### REQUIREMENT:
Return the records exactly, keeping every line as it is.

### RECORDS FOR THIS TASK:
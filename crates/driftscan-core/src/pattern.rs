//! Wildcard matching for exclusion rules.
//!
//! Patterns support a single `*` wildcard:
//!
//! - `*` matches any value, including the empty string
//! - `prefix*` matches values starting with `prefix`
//! - `*suffix` matches values ending with `suffix`
//! - `head*tail` matches values starting with `head` and ending with `tail`
//!
//! A pattern with more than one internal wildcard is compared literally.

use serde::{Deserialize, Serialize};

/// Match `value` against a wildcard `pattern`.
///
/// This is a total function: it never fails, and an empty pattern matches
/// only the empty value.
#[must_use]
pub fn matches_pattern(pattern: &str, value: &str) -> bool {
    if pattern == "*" {
        return true;
    }

    if let Some(prefix) = pattern.strip_suffix('*') {
        return value.starts_with(prefix);
    }

    if let Some(suffix) = pattern.strip_prefix('*') {
        return value.ends_with(suffix);
    }

    if let Some((head, tail)) = pattern.split_once('*') {
        // Only one internal wildcard is understood; anything more falls
        // through to literal comparison.
        if !tail.contains('*') {
            return value.starts_with(head) && value.ends_with(tail);
        }
    }

    pattern == value
}

/// An exclusion rule over `namespace/Kind/name` triples.
#[derive(Debug, Clone, PartialEq, Eq, Hash, Serialize, Deserialize)]
pub struct ExclusionRule {
    /// Namespace pattern.
    pub namespace: String,
    /// Kind pattern.
    pub kind: String,
    /// Name pattern.
    pub name: String,
}

impl ExclusionRule {
    /// Create a rule from its three patterns.
    #[must_use]
    pub fn new(
        namespace: impl Into<String>,
        kind: impl Into<String>,
        name: impl Into<String>,
    ) -> Self {
        Self {
            namespace: namespace.into(),
            kind: kind.into(),
            name: name.into(),
        }
    }

    /// Parse a `namespace/Kind/name` rule string.
    ///
    /// Returns `None` unless the string has exactly three `/`-separated parts.
    #[must_use]
    pub fn parse(rule: &str) -> Option<Self> {
        let mut parts = rule.split('/');
        let namespace = parts.next()?;
        let kind = parts.next()?;
        let name = parts.next()?;
        if parts.next().is_some() {
            return None;
        }
        Some(Self::new(namespace, kind, name))
    }

    /// Whether this rule excludes an entire namespace (`ns/*/*`).
    #[must_use]
    pub fn is_whole_namespace(&self) -> bool {
        self.kind == "*" && self.name == "*"
    }

    /// Check whether all three components match.
    #[must_use]
    pub fn matches(&self, namespace: &str, kind: &str, name: &str) -> bool {
        matches_pattern(&self.namespace, namespace)
            && matches_pattern(&self.kind, kind)
            && matches_pattern(&self.name, name)
    }
}

impl std::fmt::Display for ExclusionRule {
    fn fmt(&self, f: &mut std::fmt::Formatter<'_>) -> std::fmt::Result {
        write!(f, "{}/{}/{}", self.namespace, self.kind, self.name)
    }
}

### TASK RESULT:
filename crates/driftscan-core/src/pattern.rs
//! Wildcard matching for exclusion rules.
//!
//! Patterns support a single `*` wildcard:
//!
//! - `*` matches any value, including the empty string
//! - `prefix*` matches values starting with `prefix`
//! - `*suffix` matches values ending with `suffix`
//! - `head*tail` matches values starting with `head` and ending with `tail`
//!
//! A pattern with more than one internal wildcard is compared literally.

use serde::{Deserialize, Serialize};

/// Match `value` against a wildcard `pattern`.
///
/// This is a total function: it never fails, and an empty pattern matches
/// only the empty value.
#[must_use]
pub fn matches_pattern(pattern: &str, value: &str) -> bool {
    if pattern == "*" {
        return true;
    }

    if let Some(prefix) = pattern.strip_suffix('*') {
        return value.starts_with(prefix);
    }

    if let Some(suffix) = pattern.strip_prefix('*') {
        return value.ends_with(suffix);
    }

    if let Some((head, tail)) = pattern.split_once('*') {
        // Only one internal wildcard is understood; anything more falls
        // through to literal comparison.
        if !tail.contains('*') {
            return value.starts_with(head) && value.ends_with(tail);
        }
    }

    pattern == value
}

/// An exclusion rule over `namespace/Kind/name` triples.
#[derive(Debug, Clone, PartialEq, Eq, Hash, Serialize, Deserialize)]
pub struct ExclusionRule {
    /// Namespace pattern.
    pub namespace: String,
    /// Kind pattern.
    pub kind: String,
    /// Name pattern.
    pub name: String,
}

impl ExclusionRule {
    /// Create a rule from its three patterns.
    #[must_use]
    pub fn new(
        namespace: impl Into<String>,
        kind: impl Into<String>,
        name: impl Into<String>,
    ) -> Self {
        Self {
            namespace: namespace.into(),
            kind: kind.into(),
            name: name.into(),
        }
    }

    /// Parse a `namespace/Kind/name` rule string.
    ///
    /// Returns `None` unless the string has exactly three `/`-separated parts.
    #[must_use]
    pub fn parse(rule: &str) -> Option<Self> {
        let mut parts = rule.split('/');
        let namespace = parts.next()?;
        let kind = parts.next()?;
        let name = parts.next()?;
        if parts.next().is_some() {
            return None;
        }
        Some(Self::new(namespace, kind, name))
    }

    /// Whether this rule excludes an entire namespace (`ns/*/*`).
    #[must_use]
    pub fn is_whole_namespace(&self) -> bool {
        self.kind == "*" && self.name == "*"
    }

    /// Check whether all three components match.
    #[must_use]
    pub fn matches(&self, namespace: &str, kind: &str, name: &str) -> bool {
        matches_pattern(&self.namespace, namespace)
            && matches_pattern(&self.kind, kind)
            && matches_pattern(&self.name, name)
    }
}

impl std::fmt::Display for ExclusionRule {
    fn fmt(&self, f: &mut std::fmt::Formatter<'_>) -> std::fmt::Result {
        write!(f, "{}/{}/{}", self.namespace, self.kind, self.name)
    }
}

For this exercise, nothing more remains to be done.